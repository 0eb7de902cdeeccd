//! Page and verdict types.

use serde::{Deserialize, Serialize};

/// A single page of extracted text.
///
/// `index` is 0-based within the source document. `text` is the extracted
/// plain text and may legitimately be empty for image-only pages.
#[derive(Debug, Clone, PartialEq, Eq)]
pub struct Page {
    pub index: usize,
    pub text: String,
}

impl Page {
    pub fn new(index: usize, text: impl Into<String>) -> Self {
        Self {
            index,
            text: text.into(),
        }
    }

    /// Length of the text with surrounding whitespace stripped, in chars.
    pub fn stripped_len(&self) -> usize {
        self.text.trim().chars().count()
    }
}

/// Label assigned to a page by the classification policy.
#[derive(Debug, Clone, Copy, PartialEq, Eq, Serialize, Deserialize)]
#[serde(rename_all = "lowercase")]
pub enum PageLabel {
    Editorial,
    Opinion,
    Other,
}

impl PageLabel {
    pub fn as_str(&self) -> &'static str {
        match self {
            Self::Editorial => "editorial",
            Self::Opinion => "opinion",
            Self::Other => "other",
        }
    }

    /// Whether a page with this label goes into the consolidated output.
    pub fn is_selected(&self) -> bool {
        matches!(self, Self::Editorial | Self::Opinion)
    }
}

impl std::fmt::Display for PageLabel {
    fn fmt(&self, f: &mut std::fmt::Formatter<'_>) -> std::fmt::Result {
        f.write_str(self.as_str())
    }
}

/// Which classifier produced a verdict.
#[derive(Debug, Clone, Copy, PartialEq, Eq, Serialize, Deserialize)]
#[serde(rename_all = "snake_case")]
pub enum VerdictSource {
    /// The remote LLM classifier answered positively.
    Llm,
    /// The keyword fallback decided after the LLM declined or failed.
    Keyword,
    /// The page was too sparse for the LLM; only keywords were consulted.
    SparseKeyword,
    /// The page fell below the minimum length floor; nothing was consulted.
    MinLength,
}

/// Final classification verdict for one page.
///
/// Exactly one verdict is produced per page before the page is either
/// included in or excluded from the output.
#[derive(Debug, Clone, PartialEq, Eq, Serialize, Deserialize)]
pub struct Verdict {
    pub label: PageLabel,
    pub source: VerdictSource,
    /// The model's reason or the matched keyword, when one exists.
    #[serde(skip_serializing_if = "Option::is_none")]
    pub rationale: Option<String>,
}

impl Verdict {
    pub fn new(label: PageLabel, source: VerdictSource) -> Self {
        Self {
            label,
            source,
            rationale: None,
        }
    }

    pub fn with_rationale(mut self, rationale: impl Into<String>) -> Self {
        self.rationale = Some(rationale.into());
        self
    }
}

/// Structured judgment returned by the remote classifier.
///
/// A payload without an `is_editorial` field deserializes as a negative
/// judgment rather than an error.
#[derive(Debug, Clone, Default, PartialEq, Eq, Serialize, Deserialize)]
pub struct Judgment {
    #[serde(default)]
    pub is_editorial: bool,
    #[serde(default, skip_serializing_if = "Option::is_none")]
    pub reason: Option<String>,
}

impl Judgment {
    /// Create a positive judgment with a reason.
    pub fn editorial(reason: impl Into<String>) -> Self {
        Self {
            is_editorial: true,
            reason: Some(reason.into()),
        }
    }

    /// Create a negative judgment with a reason.
    pub fn not_editorial(reason: impl Into<String>) -> Self {
        Self {
            is_editorial: false,
            reason: Some(reason.into()),
        }
    }
}

#[cfg(test)]
mod tests {
    use super::*;

    #[test]
    fn test_stripped_len_ignores_surrounding_whitespace() {
        let page = Page::new(0, "  body text\n\n");
        assert_eq!(page.stripped_len(), 9);
    }

    #[test]
    fn test_stripped_len_counts_chars_not_bytes() {
        let page = Page::new(0, "résumé");
        assert_eq!(page.stripped_len(), 6);
    }

    #[test]
    fn test_only_editorial_and_opinion_are_selected() {
        assert!(PageLabel::Editorial.is_selected());
        assert!(PageLabel::Opinion.is_selected());
        assert!(!PageLabel::Other.is_selected());
    }

    #[test]
    fn test_label_display_is_lowercase() {
        assert_eq!(PageLabel::Editorial.to_string(), "editorial");
        assert_eq!(PageLabel::Other.to_string(), "other");
    }

    #[test]
    fn test_judgment_missing_field_defaults_to_false() {
        let judgment: Judgment = serde_json::from_str(r#"{"reason": "unclear"}"#).unwrap();
        assert!(!judgment.is_editorial);
        assert_eq!(judgment.reason.as_deref(), Some("unclear"));
    }

    #[test]
    fn test_judgment_empty_object_is_negative() {
        let judgment: Judgment = serde_json::from_str("{}").unwrap();
        assert!(!judgment.is_editorial);
        assert!(judgment.reason.is_none());
    }
}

### [TASK BRIEF]
Would you please give back all of the material above exactly as it stands?

### [YOUR RESPONSE]
repository 0eb7de902cdeeccd
//! Page and verdict types.

use serde::{Deserialize, Serialize};

/// A single page of extracted text.
///
/// `index` is 0-based within the source document. `text` is the extracted
/// plain text and may legitimately be empty for image-only pages.
#[derive(Debug, Clone, PartialEq, Eq)]
pub struct Page {
    pub index: usize,
    pub text: String,
}

impl Page {
    pub fn new(index: usize, text: impl Into<String>) -> Self {
        Self {
            index,
            text: text.into(),
        }
    }

    /// Length of the text with surrounding whitespace stripped, in chars.
    pub fn stripped_len(&self) -> usize {
        self.text.trim().chars().count()
    }
}

/// Label assigned to a page by the classification policy.
#[derive(Debug, Clone, Copy, PartialEq, Eq, Serialize, Deserialize)]
#[serde(rename_all = "lowercase")]
pub enum PageLabel {
    Editorial,
    Opinion,
    Other,
}

impl PageLabel {
    pub fn as_str(&self) -> &'static str {
        match self {
            Self::Editorial => "editorial",
            Self::Opinion => "opinion",
            Self::Other => "other",
        }
    }

    /// Whether a page with this label goes into the consolidated output.
    pub fn is_selected(&self) -> bool {
        matches!(self, Self::Editorial | Self::Opinion)
    }
}

impl std::fmt::Display for PageLabel {
    fn fmt(&self, f: &mut std::fmt::Formatter<'_>) -> std::fmt::Result {
        f.write_str(self.as_str())
    }
}

/// Which classifier produced a verdict.
#[derive(Debug, Clone, Copy, PartialEq, Eq, Serialize, Deserialize)]
#[serde(rename_all = "snake_case")]
pub enum VerdictSource {
    /// The remote LLM classifier answered positively.
    Llm,
    /// The keyword fallback decided after the LLM declined or failed.
    Keyword,
    /// The page was too sparse for the LLM; only keywords were consulted.
    SparseKeyword,
    /// The page fell below the minimum length floor; nothing was consulted.
    MinLength,
}

/// Final classification verdict for one page.
///
/// Exactly one verdict is produced per page before the page is either
/// included in or excluded from the output.
#[derive(Debug, Clone, PartialEq, Eq, Serialize, Deserialize)]
pub struct Verdict {
    pub label: PageLabel,
    pub source: VerdictSource,
    /// The model's reason or the matched keyword, when one exists.
    #[serde(skip_serializing_if = "Option::is_none")]
    pub rationale: Option<String>,
}

impl Verdict {
    pub fn new(label: PageLabel, source: VerdictSource) -> Self {
        Self {
            label,
            source,
            rationale: None,
        }
    }

    pub fn with_rationale(mut self, rationale: impl Into<String>) -> Self {
        self.rationale = Some(rationale.into());
        self
    }
}

/// Structured judgment returned by the remote classifier.
///
/// A payload without an `is_editorial` field deserializes as a negative
/// judgment rather than an error.
#[derive(Debug, Clone, Default, PartialEq, Eq, Serialize, Deserialize)]
pub struct Judgment {
    #[serde(default)]
    pub is_editorial: bool,
    #[serde(default, skip_serializing_if = "Option::is_none")]
    pub reason: Option<String>,
}

impl Judgment {
    /// Create a positive judgment with a reason.
    pub fn editorial(reason: impl Into<String>) -> Self {
        Self {
            is_editorial: true,
            reason: Some(reason.into()),
        }
    }

    /// Create a negative judgment with a reason.
    pub fn not_editorial(reason: impl Into<String>) -> Self {
        Self {
            is_editorial: false,
            reason: Some(reason.into()),
        }
    }
}

#[cfg(test)]
mod tests {
    use super::*;

    #[test]
    fn test_stripped_len_ignores_surrounding_whitespace() {
        let page = Page::new(0, "  body text\n\n");
        assert_eq!(page.stripped_len(), 9);
    }

    #[test]
    fn test_stripped_len_counts_chars_not_bytes() {
        let page = Page::new(0, "résumé");
        assert_eq!(page.stripped_len(), 6);
    }

    #[test]
    fn test_only_editorial_and_opinion_are_selected() {
        assert!(PageLabel::Editorial.is_selected());
        assert!(PageLabel::Opinion.is_selected());
        assert!(!PageLabel::Other.is_selected());
    }

    #[test]
    fn test_label_display_is_lowercase() {
        assert_eq!(PageLabel::Editorial.to_string(), "editorial");
        assert_eq!(PageLabel::Other.to_string(), "other");
    }

    #[test]
    fn test_judgment_missing_field_defaults_to_false() {
        let judgment: Judgment = serde_json::from_str(r#"{"reason": "unclear"}"#).unwrap();
        assert!(!judgment.is_editorial);
        assert_eq!(judgment.reason.as_deref(), Some("unclear"));
    }

    #[test]
    fn test_judgment_empty_object_is_negative() {
        let judgment: Judgment = serde_json::from_str("{}").unwrap();
        assert!(!judgment.is_editorial);
        assert!(judgment.reason.is_none());
    }
}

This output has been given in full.